Your assignment:
The listing beneath should be written out in full, exactly as shown.

Records provided:
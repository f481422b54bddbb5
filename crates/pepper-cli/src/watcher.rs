//! Config file change detection.
//!
//! The file is polled by modification time and size. A change reloads the
//! file and hands the result to [`MonitorService::on_configuration_changed`];
//! a file that fails to load leaves the running worker untouched.

use std::fs;
use std::path::{Path, PathBuf};
use std::sync::Arc;
use std::time::{Duration, SystemTime};

use pepper_agent::MonitorService;
use pepper_config::load_config_from_file;
use tokio::time::MissedTickBehavior;

#[derive(Debug, Clone, Copy, PartialEq, Eq)]
struct Fingerprint {
    modified: Option<SystemTime>,
    len: u64,
}

fn fingerprint(path: &Path) -> Option<Fingerprint> {
    let metadata = fs::metadata(path).ok()?;
    Some(Fingerprint {
        modified: metadata.modified().ok(),
        len: metadata.len(),
    })
}

pub struct ConfigWatcher {
    path: PathBuf,
    last: Option<Fingerprint>,
}

impl ConfigWatcher {
    pub fn new(path: impl Into<PathBuf>) -> Self {
        let path = path.into();
        let last = fingerprint(&path);
        Self { path, last }
    }

    pub fn path(&self) -> &Path {
        &self.path
    }

    /// Whether the file changed since the previous check. A file that
    /// disappears is not a change; it counts again once it reappears.
    pub fn poll_changed(&mut self) -> bool {
        let current = fingerprint(&self.path);
        if current == self.last {
            return false;
        }
        self.last = current;
        current.is_some()
    }
}

/// Reload `path` into `service`. Returns whether the new configuration was
/// applied.
pub async fn reload(path: &Path, service: &MonitorService) -> bool {
    match load_config_from_file(path) {
        Ok(resolved) => {
            let worker = service
                .on_configuration_changed(resolved.configuration())
                .await;
            tracing::info!(path = %path.display(), worker = ?worker, "configuration reloaded");
            true
        }
        Err(error) => {
            tracing::warn!(
                path = %path.display(),
                error = %format!("{:#}", error),
                "keeping current configuration"
            );
            false
        }
    }
}

/// Poll `path` every `period` until the task is aborted.
pub async fn watch(path: PathBuf, period: Duration, service: Arc<MonitorService>) {
    let mut watcher = ConfigWatcher::new(path);
    let mut ticker = tokio::time::interval(period);
    ticker.set_missed_tick_behavior(MissedTickBehavior::Delay);
    ticker.tick().await;

    tracing::debug!(path = %watcher.path().display(), "watching configuration file");

    loop {
        ticker.tick().await;
        if watcher.poll_changed() {
            tracing::info!(path = %watcher.path().display(), "configuration file changed");
            reload(watcher.path(), &service).await;
        }
    }
}

#[cfg(test)]
mod tests {
    use super::*;
    use pepper_agent::testing::{RecordingEmitter, ScriptedSource};
    use pepper_agent::{Configuration, LifecycleManager};
    use std::fs::File;
    use tempfile::TempDir;

    fn service() -> Arc<MonitorService> {
        let emitter = RecordingEmitter::new();
        let manager = LifecycleManager::new(Arc::new(ScriptedSource::new()), emitter.factory());
        Arc::new(MonitorService::new(manager, Configuration::default()))
    }

    #[test]
    fn test_poll_changed_detects_rewrite() {
        let dir = TempDir::new().unwrap();
        let path = dir.path().join("pepper-monitor.json");
        fs::write(&path, "{}").unwrap();

        let mut watcher = ConfigWatcher::new(&path);
        assert!(!watcher.poll_changed());

        let file = File::options().write(true).open(&path).unwrap();
        file.set_modified(SystemTime::now() + Duration::from_secs(60))
            .unwrap();
        assert!(watcher.poll_changed());
        assert!(!watcher.poll_changed());
    }

    #[test]
    fn test_removed_file_is_not_a_change() {
        let dir = TempDir::new().unwrap();
        let path = dir.path().join("pepper-monitor.json");
        fs::write(&path, "{}").unwrap();

        let mut watcher = ConfigWatcher::new(&path);
        fs::remove_file(&path).unwrap();
        assert!(!watcher.poll_changed());

        fs::write(&path, r#"{"enable_fluentd": true}"#).unwrap();
        assert!(watcher.poll_changed());
    }

    #[tokio::test]
    async fn test_reload_applies_valid_file() {
        let dir = TempDir::new().unwrap();
        let path = dir.path().join("pepper-monitor.json");
        fs::write(
            &path,
            r#"{"enable_fluentd": true, "tag_prefix": "lab", "interval_sec": 5}"#,
        )
        .unwrap();
        let service = service();

        assert!(reload(&path, &service).await);

        let config = service.configuration().await;
        assert!(config.enabled);
        assert_eq!(config.tag_prefix, "lab");
        assert!(service.manager().is_running().await);
        service.stop().await;
    }

    #[tokio::test]
    async fn test_reload_keeps_config_on_invalid_file() {
        let dir = TempDir::new().unwrap();
        let path = dir.path().join("pepper-monitor.json");
        fs::write(&path, "{ not json").unwrap();
        let service = service();

        assert!(!reload(&path, &service).await);
        assert_eq!(*service.configuration().await, Configuration::default());
    }

    #[tokio::test(start_paused = true)]
    async fn test_watch_reloads_on_change() {
        let dir = TempDir::new().unwrap();
        let path = dir.path().join("pepper-monitor.json");
        fs::write(&path, "{}").unwrap();
        let service = service();

        let task = tokio::spawn(watch(path.clone(), Duration::from_secs(1), service.clone()));
        tokio::time::sleep(Duration::from_millis(100)).await;

        fs::write(&path, r#"{"enable_fluentd": true, "tag_prefix": "watched"}"#).unwrap();
        tokio::time::sleep(Duration::from_millis(1500)).await;

        assert_eq!(service.configuration().await.tag_prefix, "watched");
        task.abort();
        service.stop().await;
    }
}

Exercise result:
repository f481422b54bddbb5
filename crates/pepper-cli/src/watcher.rs
//! Config file change detection.
//!
//! The file is polled by modification time and size. A change reloads the
//! file and hands the result to [`MonitorService::on_configuration_changed`];
//! a file that fails to load leaves the running worker untouched.

use std::fs;
use std::path::{Path, PathBuf};
use std::sync::Arc;
use std::time::{Duration, SystemTime};

use pepper_agent::MonitorService;
use pepper_config::load_config_from_file;
use tokio::time::MissedTickBehavior;

#[derive(Debug, Clone, Copy, PartialEq, Eq)]
struct Fingerprint {
    modified: Option<SystemTime>,
    len: u64,
}

fn fingerprint(path: &Path) -> Option<Fingerprint> {
    let metadata = fs::metadata(path).ok()?;
    Some(Fingerprint {
        modified: metadata.modified().ok(),
        len: metadata.len(),
    })
}

pub struct ConfigWatcher {
    path: PathBuf,
    last: Option<Fingerprint>,
}

impl ConfigWatcher {
    pub fn new(path: impl Into<PathBuf>) -> Self {
        let path = path.into();
        let last = fingerprint(&path);
        Self { path, last }
    }

    pub fn path(&self) -> &Path {
        &self.path
    }

    /// Whether the file changed since the previous check. A file that
    /// disappears is not a change; it counts again once it reappears.
    pub fn poll_changed(&mut self) -> bool {
        let current = fingerprint(&self.path);
        if current == self.last {
            return false;
        }
        self.last = current;
        current.is_some()
    }
}

/// Reload `path` into `service`. Returns whether the new configuration was
/// applied.
pub async fn reload(path: &Path, service: &MonitorService) -> bool {
    match load_config_from_file(path) {
        Ok(resolved) => {
            let worker = service
                .on_configuration_changed(resolved.configuration())
                .await;
            tracing::info!(path = %path.display(), worker = ?worker, "configuration reloaded");
            true
        }
        Err(error) => {
            tracing::warn!(
                path = %path.display(),
                error = %format!("{:#}", error),
                "keeping current configuration"
            );
            false
        }
    }
}

/// Poll `path` every `period` until the task is aborted.
pub async fn watch(path: PathBuf, period: Duration, service: Arc<MonitorService>) {
    let mut watcher = ConfigWatcher::new(path);
    let mut ticker = tokio::time::interval(period);
    ticker.set_missed_tick_behavior(MissedTickBehavior::Delay);
    ticker.tick().await;

    tracing::debug!(path = %watcher.path().display(), "watching configuration file");

    loop {
        ticker.tick().await;
        if watcher.poll_changed() {
            tracing::info!(path = %watcher.path().display(), "configuration file changed");
            reload(watcher.path(), &service).await;
        }
    }
}

#[cfg(test)]
mod tests {
    use super::*;
    use pepper_agent::testing::{RecordingEmitter, ScriptedSource};
    use pepper_agent::{Configuration, LifecycleManager};
    use std::fs::File;
    use tempfile::TempDir;

    fn service() -> Arc<MonitorService> {
        let emitter = RecordingEmitter::new();
        let manager = LifecycleManager::new(Arc::new(ScriptedSource::new()), emitter.factory());
        Arc::new(MonitorService::new(manager, Configuration::default()))
    }

    #[test]
    fn test_poll_changed_detects_rewrite() {
        let dir = TempDir::new().unwrap();
        let path = dir.path().join("pepper-monitor.json");
        fs::write(&path, "{}").unwrap();

        let mut watcher = ConfigWatcher::new(&path);
        assert!(!watcher.poll_changed());

        let file = File::options().write(true).open(&path).unwrap();
        file.set_modified(SystemTime::now() + Duration::from_secs(60))
            .unwrap();
        assert!(watcher.poll_changed());
        assert!(!watcher.poll_changed());
    }

    #[test]
    fn test_removed_file_is_not_a_change() {
        let dir = TempDir::new().unwrap();
        let path = dir.path().join("pepper-monitor.json");
        fs::write(&path, "{}").unwrap();

        let mut watcher = ConfigWatcher::new(&path);
        fs::remove_file(&path).unwrap();
        assert!(!watcher.poll_changed());

        fs::write(&path, r#"{"enable_fluentd": true}"#).unwrap();
        assert!(watcher.poll_changed());
    }

    #[tokio::test]
    async fn test_reload_applies_valid_file() {
        let dir = TempDir::new().unwrap();
        let path = dir.path().join("pepper-monitor.json");
        fs::write(
            &path,
            r#"{"enable_fluentd": true, "tag_prefix": "lab", "interval_sec": 5}"#,
        )
        .unwrap();
        let service = service();

        assert!(reload(&path, &service).await);

        let config = service.configuration().await;
        assert!(config.enabled);
        assert_eq!(config.tag_prefix, "lab");
        assert!(service.manager().is_running().await);
        service.stop().await;
    }

    #[tokio::test]
    async fn test_reload_keeps_config_on_invalid_file() {
        let dir = TempDir::new().unwrap();
        let path = dir.path().join("pepper-monitor.json");
        fs::write(&path, "{ not json").unwrap();
        let service = service();

        assert!(!reload(&path, &service).await);
        assert_eq!(*service.configuration().await, Configuration::default());
    }

    #[tokio::test(start_paused = true)]
    async fn test_watch_reloads_on_change() {
        let dir = TempDir::new().unwrap();
        let path = dir.path().join("pepper-monitor.json");
        fs::write(&path, "{}").unwrap();
        let service = service();

        let task = tokio::spawn(watch(path.clone(), Duration::from_secs(1), service.clone()));
        tokio::time::sleep(Duration::from_millis(100)).await;

        fs::write(&path, r#"{"enable_fluentd": true, "tag_prefix": "watched"}"#).unwrap();
        tokio::time::sleep(Duration::from_millis(1500)).await;

        assert_eq!(service.configuration().await.tag_prefix, "watched");
        task.abort();
        service.stop().await;
    }
}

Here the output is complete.